Once upon a time, a very wise and brilliant man (and I sure hope you’ll know who this man is) dreamed of a day in America when we will all be judged by the content of our character, and not the color of our skin. I, for one, am and have always been in complete agreement with this dream, so it struck me as odd when I found myself taking a slightly nuanced stance in opposition to it. 

Okay… So I was on Facebook (as I tend to be WAY too often), and I posted a comment about how glaring the difference in diversity was between the democratic and republican conventions. That sparked a discussion between my very conservative republican friends (most of whom are white) and my liberal friends (most of whom were black). One of my very good conservative Facebook friends (white) felt that it was very sad that my liberal friends (black) viewed so much through “the prism of race.”  I rebutted that it must be nice for my conservative friend to have the luxury of not having to view life through that same prism… And it was on after that…lol.

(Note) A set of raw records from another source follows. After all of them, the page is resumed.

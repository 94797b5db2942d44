//! テスト用のコラボレーター実装

use crate::features::bills::models::{Bill, BillUpdate, CreatedFile, UploadForm};
use crate::features::bills::store::{BillsApi, Store};
use crate::shared::document::Document;
use crate::shared::errors::{AppError, AppResult};
use crate::shared::navigation::{Navigator, Route};
use crate::shared::session::{MemorySessionStore, SessionKeys};
use async_trait::async_trait;
use std::cell::RefCell;
use std::sync::{Arc, Mutex, Once};
use tokio::sync::Notify;

/// 呼び出しを記録するモックストア
#[derive(Default)]
pub(crate) struct MockStore {
    pub list_result: Mutex<Option<AppResult<Vec<Bill>>>>,
    pub create_result: Mutex<Option<AppResult<CreatedFile>>>,
    /// 設定されている場合、update は通知されるまで完了しない
    pub update_gate: Option<Arc<Notify>>,
    pub list_calls: Mutex<usize>,
    pub create_calls: Mutex<Vec<UploadForm>>,
    pub update_calls: Mutex<Vec<BillUpdate>>,
}

impl MockStore {
    pub fn with_bills(bills: Vec<Bill>) -> Arc<Self> {
        let store = Self::default();
        *store.list_result.lock().unwrap() = Some(Ok(bills));
        Arc::new(store)
    }

    pub fn with_list_error(message: &str) -> Arc<Self> {
        let store = Self::default();
        *store.list_result.lock().unwrap() = Some(Err(AppError::transport(message)));
        Arc::new(store)
    }

    pub fn with_created(file_url: &str, key: &str) -> Arc<Self> {
        let store = Self::default();
        *store.create_result.lock().unwrap() = Some(Ok(CreatedFile {
            file_url: file_url.to_string(),
            key: key.to_string(),
        }));
        Arc::new(store)
    }

    pub fn with_create_error(message: &str) -> Arc<Self> {
        let store = Self::default();
        *store.create_result.lock().unwrap() = Some(Err(AppError::transport(message)));
        Arc::new(store)
    }

    pub fn with_blocked_update(gate: Arc<Notify>) -> Arc<Self> {
        Arc::new(Self {
            update_gate: Some(gate),
            ..Self::default()
        })
    }

    pub fn create_count(&self) -> usize {
        self.create_calls.lock().unwrap().len()
    }

    pub fn update_count(&self) -> usize {
        self.update_calls.lock().unwrap().len()
    }
}

#[async_trait]
impl BillsApi for MockStore {
    async fn list(&self) -> AppResult<Vec<Bill>> {
        *self.list_calls.lock().unwrap() += 1;
        self.list_result
            .lock()
            .unwrap()
            .take()
            .unwrap_or_else(|| Ok(Vec::new()))
    }

    async fn create(&self, form: UploadForm) -> AppResult<CreatedFile> {
        self.create_calls.lock().unwrap().push(form);
        self.create_result
            .lock()
            .unwrap()
            .take()
            .unwrap_or_else(|| Err(AppError::transport("Erreur 500")))
    }

    async fn update(&self, update: BillUpdate) -> AppResult<Bill> {
        let id = update.selector.clone().unwrap_or_default();
        self.update_calls.lock().unwrap().push(update);
        if let Some(gate) = &self.update_gate {
            gate.notified().await;
        }
        Ok(bill(&id, "2004-04-04", "pending"))
    }
}

impl Store for Arc<MockStore> {
    fn bills(&self) -> Arc<dyn BillsApi> {
        self.clone()
    }
}

/// 遷移先を記録するナビゲーター
#[derive(Default)]
pub(crate) struct RecordingNavigator {
    pub routes: Mutex<Vec<Route>>,
}

impl RecordingNavigator {
    pub fn routes(&self) -> Vec<Route> {
        self.routes.lock().unwrap().clone()
    }
}

impl Navigator for RecordingNavigator {
    fn on_navigate(&self, route: Route) {
        self.routes.lock().unwrap().push(route);
    }
}

/// アラートとプレビュー表示を記録するドキュメント
pub(crate) struct RecordingDocument {
    pub alerts: Mutex<Vec<String>>,
    pub previews: Mutex<Vec<(String, u32)>>,
    pub width: u32,
}

impl Default for RecordingDocument {
    fn default() -> Self {
        Self {
            alerts: Mutex::new(Vec::new()),
            previews: Mutex::new(Vec::new()),
            width: 801,
        }
    }
}

impl RecordingDocument {
    pub fn alerts(&self) -> Vec<String> {
        self.alerts.lock().unwrap().clone()
    }

    pub fn previews(&self) -> Vec<(String, u32)> {
        self.previews.lock().unwrap().clone()
    }
}

impl Document for RecordingDocument {
    fn alert(&self, message: &str) {
        self.alerts.lock().unwrap().push(message.to_string());
    }

    fn show_receipt_preview(&self, receipt_url: &str, width: u32) {
        self.previews
            .lock()
            .unwrap()
            .push((receipt_url.to_string(), width));
    }

    fn modal_width(&self) -> u32 {
        self.width
    }
}

/// 従業員としてログイン済みのセッション
pub(crate) fn employee_session() -> Arc<MemorySessionStore> {
    let session = MemorySessionStore::new();
    session.set_item(
        SessionKeys::USER,
        r#"{"type":"Employee","email":"employee@test.tld"}"#,
    );
    Arc::new(session)
}

pub(crate) fn bill(id: &str, date: &str, status: &str) -> Bill {
    Bill {
        id: id.to_string(),
        date: date.to_string(),
        status: status.to_string(),
        amount: Some(400.0),
        name: Some("encore".to_string()),
        expense_type: Some("Hôtel et logement".to_string()),
        file_url: Some(format!("https://test.storage.tld/{id}.jpg")),
        file_name: Some(format!("{id}.jpg")),
        commentary: None,
        email: Some("a@a".to_string()),
        vat: Some("80".to_string()),
        pct: Some(20.0),
        comment_admin: None,
    }
}

/// 元の一覧データに相当するフィクスチャ
pub(crate) fn fixture_bills() -> Vec<Bill> {
    vec![
        bill("47qAXb6fIm2zOKkLzMro", "2004-04-04", "pending"),
        bill("BeKy5Mo4jkmdfPGYpTxZ", "2001-01-01", "refused"),
        bill("UIUZtnPQvnbFnB0ozvJh", "2003-03-03", "accepted"),
        bill("qcCK3SzECmaZAGRrHjaC", "2002-02-02", "refused"),
    ]
}

/// 記録されたログ
#[derive(Debug, Clone, PartialEq)]
pub(crate) struct CapturedRecord {
    pub level: log::Level,
    pub message: String,
}

thread_local! {
    static CAPTURED: RefCell<Option<Vec<CapturedRecord>>> = const { RefCell::new(None) };
}

/// 記録を開始したスレッドのログだけを保持するロガー
struct CaptureLogger;

impl log::Log for CaptureLogger {
    fn enabled(&self, _metadata: &log::Metadata) -> bool {
        true
    }

    fn log(&self, record: &log::Record) {
        CAPTURED.with(|captured| {
            if let Some(records) = captured.borrow_mut().as_mut() {
                records.push(CapturedRecord {
                    level: record.level(),
                    message: record.args().to_string(),
                });
            }
        });
    }

    fn flush(&self) {}
}

static CAPTURE_LOGGER: CaptureLogger = CaptureLogger;
static INSTALL: Once = Once::new();

/// グローバルロガーとして記録用ロガーを登録する
///
/// env_logger より先に登録されるよう、ログ初期化を呼ぶテストでも先に呼び出す。
pub(crate) fn install_capture_logger() {
    INSTALL.call_once(|| {
        if log::set_logger(&CAPTURE_LOGGER).is_ok() {
            log::set_max_level(log::LevelFilter::Trace);
        }
    });
}

/// 現在のスレッドでログの記録を開始する
pub(crate) fn start_log_capture() {
    install_capture_logger();
    CAPTURED.with(|captured| *captured.borrow_mut() = Some(Vec::new()));
}

/// 記録したログを取り出し、記録を終了する
pub(crate) fn take_logs() -> Vec<CapturedRecord> {
    CAPTURED.with(|captured| captured.borrow_mut().take().unwrap_or_default())
}

/// 指定レベルで記録されたログのメッセージ
pub(crate) fn logs_at(records: &[CapturedRecord], level: log::Level) -> Vec<String> {
    records
        .iter()
        .filter(|record| record.level == level)
        .map(|record| record.message.clone())
        .collect()
}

But in the fray of the back-and-forth about “racial vs. racist,” my conservative friends took an approach that most of you might think is odd, given our preconceived ideas about conservatives here in the U.S. In their view, all Americans should ignore race altogether, in consideration of any and all things, and simply judge by the content of our character—a view I’d like to refer to as the “I have a dream 2.0.” Now, “I have a dream 2.0” sounds good on the surface, but something about it feels wrong.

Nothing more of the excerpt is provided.